STUDY MATERIAL:
= = = = =

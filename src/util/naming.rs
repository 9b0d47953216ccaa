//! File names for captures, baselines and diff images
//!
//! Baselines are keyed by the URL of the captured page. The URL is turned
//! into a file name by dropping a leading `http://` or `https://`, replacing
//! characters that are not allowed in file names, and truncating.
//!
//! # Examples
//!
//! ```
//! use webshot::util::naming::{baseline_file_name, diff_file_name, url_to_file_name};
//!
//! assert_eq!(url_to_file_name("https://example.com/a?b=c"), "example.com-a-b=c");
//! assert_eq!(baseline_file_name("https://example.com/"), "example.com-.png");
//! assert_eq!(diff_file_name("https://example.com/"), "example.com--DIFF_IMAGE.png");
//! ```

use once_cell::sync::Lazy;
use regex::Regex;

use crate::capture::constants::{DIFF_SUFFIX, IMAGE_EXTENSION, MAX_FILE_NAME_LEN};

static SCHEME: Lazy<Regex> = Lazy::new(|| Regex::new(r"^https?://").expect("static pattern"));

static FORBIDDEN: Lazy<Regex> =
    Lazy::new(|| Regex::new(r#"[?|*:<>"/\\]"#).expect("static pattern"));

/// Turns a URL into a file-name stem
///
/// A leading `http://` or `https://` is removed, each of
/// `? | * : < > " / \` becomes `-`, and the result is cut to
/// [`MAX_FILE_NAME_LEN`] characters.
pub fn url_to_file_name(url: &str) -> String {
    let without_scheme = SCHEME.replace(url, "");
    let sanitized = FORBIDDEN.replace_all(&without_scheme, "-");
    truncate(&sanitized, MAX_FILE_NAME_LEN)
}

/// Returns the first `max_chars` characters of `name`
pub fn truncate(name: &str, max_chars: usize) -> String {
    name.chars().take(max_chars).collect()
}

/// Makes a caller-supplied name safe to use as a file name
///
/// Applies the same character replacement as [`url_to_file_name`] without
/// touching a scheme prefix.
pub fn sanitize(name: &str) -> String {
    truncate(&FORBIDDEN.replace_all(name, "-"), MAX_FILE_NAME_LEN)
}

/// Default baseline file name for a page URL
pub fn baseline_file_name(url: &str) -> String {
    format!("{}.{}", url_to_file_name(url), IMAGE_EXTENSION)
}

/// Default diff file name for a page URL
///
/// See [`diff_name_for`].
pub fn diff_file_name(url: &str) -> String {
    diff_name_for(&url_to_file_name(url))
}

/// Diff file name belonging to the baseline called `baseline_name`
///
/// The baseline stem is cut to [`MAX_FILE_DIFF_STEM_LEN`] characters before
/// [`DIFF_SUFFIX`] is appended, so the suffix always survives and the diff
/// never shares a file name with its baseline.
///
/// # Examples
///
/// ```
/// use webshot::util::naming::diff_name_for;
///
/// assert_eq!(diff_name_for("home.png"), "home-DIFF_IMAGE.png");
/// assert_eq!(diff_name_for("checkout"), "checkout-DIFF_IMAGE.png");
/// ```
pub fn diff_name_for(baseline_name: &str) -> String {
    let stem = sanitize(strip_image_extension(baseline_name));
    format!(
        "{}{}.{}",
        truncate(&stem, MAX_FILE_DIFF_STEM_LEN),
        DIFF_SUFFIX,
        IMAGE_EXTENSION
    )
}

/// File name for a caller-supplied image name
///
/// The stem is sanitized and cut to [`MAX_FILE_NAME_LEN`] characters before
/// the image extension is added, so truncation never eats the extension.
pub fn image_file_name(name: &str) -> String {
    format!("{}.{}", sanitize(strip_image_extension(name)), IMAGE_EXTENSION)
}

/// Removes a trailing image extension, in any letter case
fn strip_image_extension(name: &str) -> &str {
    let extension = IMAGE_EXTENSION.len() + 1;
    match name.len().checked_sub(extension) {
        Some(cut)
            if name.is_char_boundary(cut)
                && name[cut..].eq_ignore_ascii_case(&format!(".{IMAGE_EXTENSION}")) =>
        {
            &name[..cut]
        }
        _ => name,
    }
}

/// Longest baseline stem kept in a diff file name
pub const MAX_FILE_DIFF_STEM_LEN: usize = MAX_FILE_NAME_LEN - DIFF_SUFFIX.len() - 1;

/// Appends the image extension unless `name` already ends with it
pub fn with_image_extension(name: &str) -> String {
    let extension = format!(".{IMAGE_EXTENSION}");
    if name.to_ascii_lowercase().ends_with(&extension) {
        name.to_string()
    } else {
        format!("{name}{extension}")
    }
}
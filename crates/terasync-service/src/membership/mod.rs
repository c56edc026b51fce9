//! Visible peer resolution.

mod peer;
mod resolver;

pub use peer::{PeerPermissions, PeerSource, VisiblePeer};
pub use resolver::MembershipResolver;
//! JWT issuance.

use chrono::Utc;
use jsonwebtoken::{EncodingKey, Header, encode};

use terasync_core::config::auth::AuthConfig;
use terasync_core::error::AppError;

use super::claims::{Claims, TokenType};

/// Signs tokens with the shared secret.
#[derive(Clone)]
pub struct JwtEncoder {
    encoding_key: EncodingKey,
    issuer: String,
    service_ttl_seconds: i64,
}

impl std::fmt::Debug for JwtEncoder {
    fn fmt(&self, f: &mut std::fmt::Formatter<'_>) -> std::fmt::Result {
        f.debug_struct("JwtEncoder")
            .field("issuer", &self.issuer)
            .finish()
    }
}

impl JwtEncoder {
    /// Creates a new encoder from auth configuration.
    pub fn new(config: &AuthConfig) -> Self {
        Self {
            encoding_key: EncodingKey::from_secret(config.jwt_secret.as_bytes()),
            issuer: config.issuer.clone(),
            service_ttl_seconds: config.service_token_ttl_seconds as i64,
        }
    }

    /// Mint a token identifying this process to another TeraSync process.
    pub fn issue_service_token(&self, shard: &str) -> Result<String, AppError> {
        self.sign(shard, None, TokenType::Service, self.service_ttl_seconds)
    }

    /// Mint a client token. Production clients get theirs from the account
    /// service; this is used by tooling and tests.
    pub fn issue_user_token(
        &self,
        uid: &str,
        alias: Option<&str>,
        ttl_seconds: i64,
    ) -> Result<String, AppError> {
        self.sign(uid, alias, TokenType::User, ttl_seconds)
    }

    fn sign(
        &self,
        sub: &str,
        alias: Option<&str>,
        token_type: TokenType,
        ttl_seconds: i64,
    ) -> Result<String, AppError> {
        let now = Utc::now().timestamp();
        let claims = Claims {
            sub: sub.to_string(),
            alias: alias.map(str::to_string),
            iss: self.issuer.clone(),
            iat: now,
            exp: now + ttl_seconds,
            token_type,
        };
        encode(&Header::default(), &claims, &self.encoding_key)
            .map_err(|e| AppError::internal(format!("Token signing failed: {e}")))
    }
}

= = = = =

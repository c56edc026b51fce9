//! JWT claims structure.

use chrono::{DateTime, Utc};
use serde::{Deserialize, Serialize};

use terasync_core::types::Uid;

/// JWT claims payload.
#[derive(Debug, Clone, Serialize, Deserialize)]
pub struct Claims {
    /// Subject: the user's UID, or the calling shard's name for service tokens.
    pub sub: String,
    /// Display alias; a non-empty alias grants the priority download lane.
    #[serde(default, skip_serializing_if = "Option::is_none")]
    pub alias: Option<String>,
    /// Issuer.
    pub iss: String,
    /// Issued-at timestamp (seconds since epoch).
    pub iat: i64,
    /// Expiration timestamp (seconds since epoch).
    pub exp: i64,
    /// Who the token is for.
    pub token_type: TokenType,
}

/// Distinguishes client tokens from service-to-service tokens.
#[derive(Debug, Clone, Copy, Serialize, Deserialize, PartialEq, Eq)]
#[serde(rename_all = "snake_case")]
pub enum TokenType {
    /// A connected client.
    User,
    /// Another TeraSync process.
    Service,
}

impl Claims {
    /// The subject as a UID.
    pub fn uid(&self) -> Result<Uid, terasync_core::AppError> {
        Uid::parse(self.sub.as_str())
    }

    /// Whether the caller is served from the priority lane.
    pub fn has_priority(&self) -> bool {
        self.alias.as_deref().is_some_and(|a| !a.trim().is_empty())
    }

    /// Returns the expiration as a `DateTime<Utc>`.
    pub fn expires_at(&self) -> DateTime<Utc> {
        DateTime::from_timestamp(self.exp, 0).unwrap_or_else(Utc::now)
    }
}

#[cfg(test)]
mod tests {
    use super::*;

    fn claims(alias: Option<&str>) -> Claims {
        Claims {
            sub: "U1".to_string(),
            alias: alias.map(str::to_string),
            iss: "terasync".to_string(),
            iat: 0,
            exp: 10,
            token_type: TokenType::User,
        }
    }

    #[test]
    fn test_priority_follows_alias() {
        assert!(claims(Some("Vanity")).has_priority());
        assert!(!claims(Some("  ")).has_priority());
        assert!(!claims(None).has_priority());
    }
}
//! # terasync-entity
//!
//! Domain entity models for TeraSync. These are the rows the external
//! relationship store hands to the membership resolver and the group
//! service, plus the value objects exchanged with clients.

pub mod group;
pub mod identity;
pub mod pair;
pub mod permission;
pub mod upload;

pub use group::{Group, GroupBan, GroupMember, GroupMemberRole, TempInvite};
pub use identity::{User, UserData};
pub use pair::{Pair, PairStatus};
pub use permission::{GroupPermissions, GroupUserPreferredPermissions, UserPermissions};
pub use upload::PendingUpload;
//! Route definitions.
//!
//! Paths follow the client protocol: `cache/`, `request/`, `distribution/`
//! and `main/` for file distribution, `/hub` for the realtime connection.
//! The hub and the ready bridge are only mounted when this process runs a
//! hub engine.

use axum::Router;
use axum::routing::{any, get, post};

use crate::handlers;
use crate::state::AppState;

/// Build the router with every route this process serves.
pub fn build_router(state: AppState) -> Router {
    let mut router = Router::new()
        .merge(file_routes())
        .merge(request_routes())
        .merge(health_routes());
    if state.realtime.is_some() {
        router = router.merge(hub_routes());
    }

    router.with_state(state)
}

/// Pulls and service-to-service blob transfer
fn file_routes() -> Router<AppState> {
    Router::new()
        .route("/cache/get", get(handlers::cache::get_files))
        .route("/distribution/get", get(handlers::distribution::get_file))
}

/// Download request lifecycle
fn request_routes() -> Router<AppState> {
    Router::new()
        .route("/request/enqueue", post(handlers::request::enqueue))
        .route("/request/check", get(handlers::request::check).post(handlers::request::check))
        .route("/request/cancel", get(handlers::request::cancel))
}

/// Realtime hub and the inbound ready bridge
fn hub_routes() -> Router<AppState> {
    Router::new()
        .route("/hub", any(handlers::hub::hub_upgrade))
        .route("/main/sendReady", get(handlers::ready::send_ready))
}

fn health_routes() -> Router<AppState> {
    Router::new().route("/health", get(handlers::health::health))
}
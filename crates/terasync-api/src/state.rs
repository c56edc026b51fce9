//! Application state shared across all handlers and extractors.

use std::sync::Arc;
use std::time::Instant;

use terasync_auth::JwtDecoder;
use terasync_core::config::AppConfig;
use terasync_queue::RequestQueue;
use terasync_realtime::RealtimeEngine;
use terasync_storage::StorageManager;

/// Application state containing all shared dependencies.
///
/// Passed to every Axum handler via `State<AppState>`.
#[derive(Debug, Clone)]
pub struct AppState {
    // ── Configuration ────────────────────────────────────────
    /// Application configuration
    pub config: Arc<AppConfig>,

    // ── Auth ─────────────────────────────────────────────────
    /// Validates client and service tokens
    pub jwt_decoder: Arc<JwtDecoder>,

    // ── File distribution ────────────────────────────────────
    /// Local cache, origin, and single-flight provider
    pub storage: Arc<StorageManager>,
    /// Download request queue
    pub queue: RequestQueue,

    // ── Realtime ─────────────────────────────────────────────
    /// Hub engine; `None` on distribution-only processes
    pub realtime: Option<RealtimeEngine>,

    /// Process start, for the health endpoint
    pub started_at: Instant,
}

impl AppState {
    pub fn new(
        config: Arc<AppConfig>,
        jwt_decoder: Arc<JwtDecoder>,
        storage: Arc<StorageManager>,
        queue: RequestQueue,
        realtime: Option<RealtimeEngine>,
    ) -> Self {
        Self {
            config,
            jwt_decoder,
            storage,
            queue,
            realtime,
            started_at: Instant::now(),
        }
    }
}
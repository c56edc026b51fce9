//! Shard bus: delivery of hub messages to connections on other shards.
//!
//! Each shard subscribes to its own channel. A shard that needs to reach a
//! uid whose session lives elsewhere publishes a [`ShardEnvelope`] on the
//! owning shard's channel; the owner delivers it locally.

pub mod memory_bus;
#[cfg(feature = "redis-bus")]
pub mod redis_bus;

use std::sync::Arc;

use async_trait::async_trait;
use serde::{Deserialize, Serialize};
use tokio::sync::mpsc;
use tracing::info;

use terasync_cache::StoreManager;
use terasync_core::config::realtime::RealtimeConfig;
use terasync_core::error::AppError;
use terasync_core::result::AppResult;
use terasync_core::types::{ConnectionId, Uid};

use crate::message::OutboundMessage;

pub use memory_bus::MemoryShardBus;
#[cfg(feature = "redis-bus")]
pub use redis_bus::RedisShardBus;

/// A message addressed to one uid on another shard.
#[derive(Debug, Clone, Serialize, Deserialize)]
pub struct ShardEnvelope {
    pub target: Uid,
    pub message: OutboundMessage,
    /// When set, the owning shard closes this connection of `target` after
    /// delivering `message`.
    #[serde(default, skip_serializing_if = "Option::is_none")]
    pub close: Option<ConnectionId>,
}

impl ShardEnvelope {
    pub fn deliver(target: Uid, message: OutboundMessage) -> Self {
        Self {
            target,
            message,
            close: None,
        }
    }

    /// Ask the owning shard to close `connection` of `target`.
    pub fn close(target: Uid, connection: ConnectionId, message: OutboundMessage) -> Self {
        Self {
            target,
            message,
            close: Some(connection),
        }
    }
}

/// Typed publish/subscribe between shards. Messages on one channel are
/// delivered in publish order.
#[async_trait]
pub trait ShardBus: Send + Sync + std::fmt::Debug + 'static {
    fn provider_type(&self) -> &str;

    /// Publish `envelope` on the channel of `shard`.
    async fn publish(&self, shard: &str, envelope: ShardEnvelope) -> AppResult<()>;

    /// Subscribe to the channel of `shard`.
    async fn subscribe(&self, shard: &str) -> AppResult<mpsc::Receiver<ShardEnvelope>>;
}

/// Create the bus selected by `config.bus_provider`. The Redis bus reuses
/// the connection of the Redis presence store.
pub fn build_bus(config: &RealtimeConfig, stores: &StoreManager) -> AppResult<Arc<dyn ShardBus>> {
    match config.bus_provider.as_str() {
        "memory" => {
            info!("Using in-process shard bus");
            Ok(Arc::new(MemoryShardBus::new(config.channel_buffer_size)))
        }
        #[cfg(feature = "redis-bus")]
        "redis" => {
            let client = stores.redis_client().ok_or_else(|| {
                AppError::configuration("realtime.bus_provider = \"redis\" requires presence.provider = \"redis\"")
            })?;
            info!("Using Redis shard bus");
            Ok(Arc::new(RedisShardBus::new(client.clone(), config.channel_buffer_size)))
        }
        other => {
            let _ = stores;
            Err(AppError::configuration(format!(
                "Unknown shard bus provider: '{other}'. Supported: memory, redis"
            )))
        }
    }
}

= = = = =

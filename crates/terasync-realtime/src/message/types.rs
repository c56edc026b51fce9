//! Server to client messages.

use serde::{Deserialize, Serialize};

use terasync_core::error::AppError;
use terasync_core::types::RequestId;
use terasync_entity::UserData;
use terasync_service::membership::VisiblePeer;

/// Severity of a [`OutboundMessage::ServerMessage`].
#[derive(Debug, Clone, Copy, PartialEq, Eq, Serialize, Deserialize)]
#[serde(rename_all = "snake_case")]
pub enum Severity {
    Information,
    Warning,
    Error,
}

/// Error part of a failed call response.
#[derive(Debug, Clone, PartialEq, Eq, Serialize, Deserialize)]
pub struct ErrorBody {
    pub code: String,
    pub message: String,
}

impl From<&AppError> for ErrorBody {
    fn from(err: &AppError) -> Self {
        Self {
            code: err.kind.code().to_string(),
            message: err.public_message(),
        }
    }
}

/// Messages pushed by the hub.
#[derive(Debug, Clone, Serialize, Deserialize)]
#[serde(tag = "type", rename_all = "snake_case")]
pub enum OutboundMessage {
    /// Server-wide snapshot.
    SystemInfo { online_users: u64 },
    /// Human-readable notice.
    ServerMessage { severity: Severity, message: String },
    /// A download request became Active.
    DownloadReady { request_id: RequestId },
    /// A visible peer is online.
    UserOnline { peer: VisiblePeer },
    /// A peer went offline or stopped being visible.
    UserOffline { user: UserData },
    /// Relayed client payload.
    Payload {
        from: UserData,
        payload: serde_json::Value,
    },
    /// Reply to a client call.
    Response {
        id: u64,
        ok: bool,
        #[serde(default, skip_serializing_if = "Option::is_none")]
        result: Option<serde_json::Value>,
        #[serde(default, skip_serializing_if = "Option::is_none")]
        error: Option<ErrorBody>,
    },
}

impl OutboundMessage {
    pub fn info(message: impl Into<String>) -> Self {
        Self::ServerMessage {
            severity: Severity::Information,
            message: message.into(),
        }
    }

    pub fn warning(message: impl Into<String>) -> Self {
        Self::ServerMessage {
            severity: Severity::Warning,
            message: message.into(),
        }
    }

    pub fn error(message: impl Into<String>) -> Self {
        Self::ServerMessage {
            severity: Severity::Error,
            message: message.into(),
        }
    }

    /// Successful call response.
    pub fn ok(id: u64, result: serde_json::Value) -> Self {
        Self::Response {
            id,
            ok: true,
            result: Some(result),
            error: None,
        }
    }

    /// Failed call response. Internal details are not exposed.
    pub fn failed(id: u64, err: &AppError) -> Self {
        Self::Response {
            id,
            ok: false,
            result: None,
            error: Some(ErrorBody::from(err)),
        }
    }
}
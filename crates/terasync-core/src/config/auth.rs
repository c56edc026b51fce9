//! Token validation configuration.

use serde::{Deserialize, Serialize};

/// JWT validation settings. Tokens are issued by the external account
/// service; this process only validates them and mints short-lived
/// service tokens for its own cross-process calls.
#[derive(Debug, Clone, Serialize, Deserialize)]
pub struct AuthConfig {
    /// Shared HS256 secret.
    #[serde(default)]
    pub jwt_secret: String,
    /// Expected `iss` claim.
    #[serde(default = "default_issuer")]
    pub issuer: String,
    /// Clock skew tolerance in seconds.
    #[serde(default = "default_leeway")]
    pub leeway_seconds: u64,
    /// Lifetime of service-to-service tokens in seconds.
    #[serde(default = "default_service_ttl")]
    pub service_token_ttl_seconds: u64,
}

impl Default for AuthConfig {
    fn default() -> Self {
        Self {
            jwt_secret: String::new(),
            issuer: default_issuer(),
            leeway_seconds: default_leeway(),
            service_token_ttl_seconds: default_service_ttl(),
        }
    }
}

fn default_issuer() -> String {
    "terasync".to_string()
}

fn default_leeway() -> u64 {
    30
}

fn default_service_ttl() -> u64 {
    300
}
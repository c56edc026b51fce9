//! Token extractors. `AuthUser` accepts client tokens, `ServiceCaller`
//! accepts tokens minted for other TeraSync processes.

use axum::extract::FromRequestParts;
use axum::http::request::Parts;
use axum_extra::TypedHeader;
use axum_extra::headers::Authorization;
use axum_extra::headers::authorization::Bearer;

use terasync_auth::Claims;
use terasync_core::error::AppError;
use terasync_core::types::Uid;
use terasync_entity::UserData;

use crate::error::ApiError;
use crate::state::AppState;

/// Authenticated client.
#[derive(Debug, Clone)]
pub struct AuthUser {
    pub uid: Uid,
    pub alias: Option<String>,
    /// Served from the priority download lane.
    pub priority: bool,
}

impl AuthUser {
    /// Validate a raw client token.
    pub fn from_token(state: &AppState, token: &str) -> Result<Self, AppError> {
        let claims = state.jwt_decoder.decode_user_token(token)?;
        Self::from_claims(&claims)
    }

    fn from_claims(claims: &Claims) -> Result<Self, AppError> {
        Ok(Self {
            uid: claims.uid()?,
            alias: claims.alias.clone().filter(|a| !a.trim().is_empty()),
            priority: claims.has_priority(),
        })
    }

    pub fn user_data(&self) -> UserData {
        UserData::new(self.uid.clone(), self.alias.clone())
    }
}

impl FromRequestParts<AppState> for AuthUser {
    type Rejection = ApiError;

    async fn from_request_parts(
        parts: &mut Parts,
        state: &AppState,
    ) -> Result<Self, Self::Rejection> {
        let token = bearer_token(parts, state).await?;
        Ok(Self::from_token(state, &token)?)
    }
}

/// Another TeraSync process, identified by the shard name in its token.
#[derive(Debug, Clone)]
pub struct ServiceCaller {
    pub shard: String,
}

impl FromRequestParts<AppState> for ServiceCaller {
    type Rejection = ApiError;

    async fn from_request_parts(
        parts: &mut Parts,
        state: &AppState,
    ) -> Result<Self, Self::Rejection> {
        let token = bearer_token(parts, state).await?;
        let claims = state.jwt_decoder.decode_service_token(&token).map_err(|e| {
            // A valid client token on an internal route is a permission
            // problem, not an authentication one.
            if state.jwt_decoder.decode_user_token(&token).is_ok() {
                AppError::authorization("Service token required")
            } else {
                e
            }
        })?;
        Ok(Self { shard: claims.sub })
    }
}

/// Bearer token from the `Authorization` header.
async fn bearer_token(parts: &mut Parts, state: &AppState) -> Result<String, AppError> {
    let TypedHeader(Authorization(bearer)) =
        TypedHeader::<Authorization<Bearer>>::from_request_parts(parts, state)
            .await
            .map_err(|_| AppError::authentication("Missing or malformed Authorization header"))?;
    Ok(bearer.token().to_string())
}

= = = = =

TASK DIRECTIONS: How many lines in the records hold the string "Lazy"? Reply with the number only.

EXERCISE SOLUTION: 4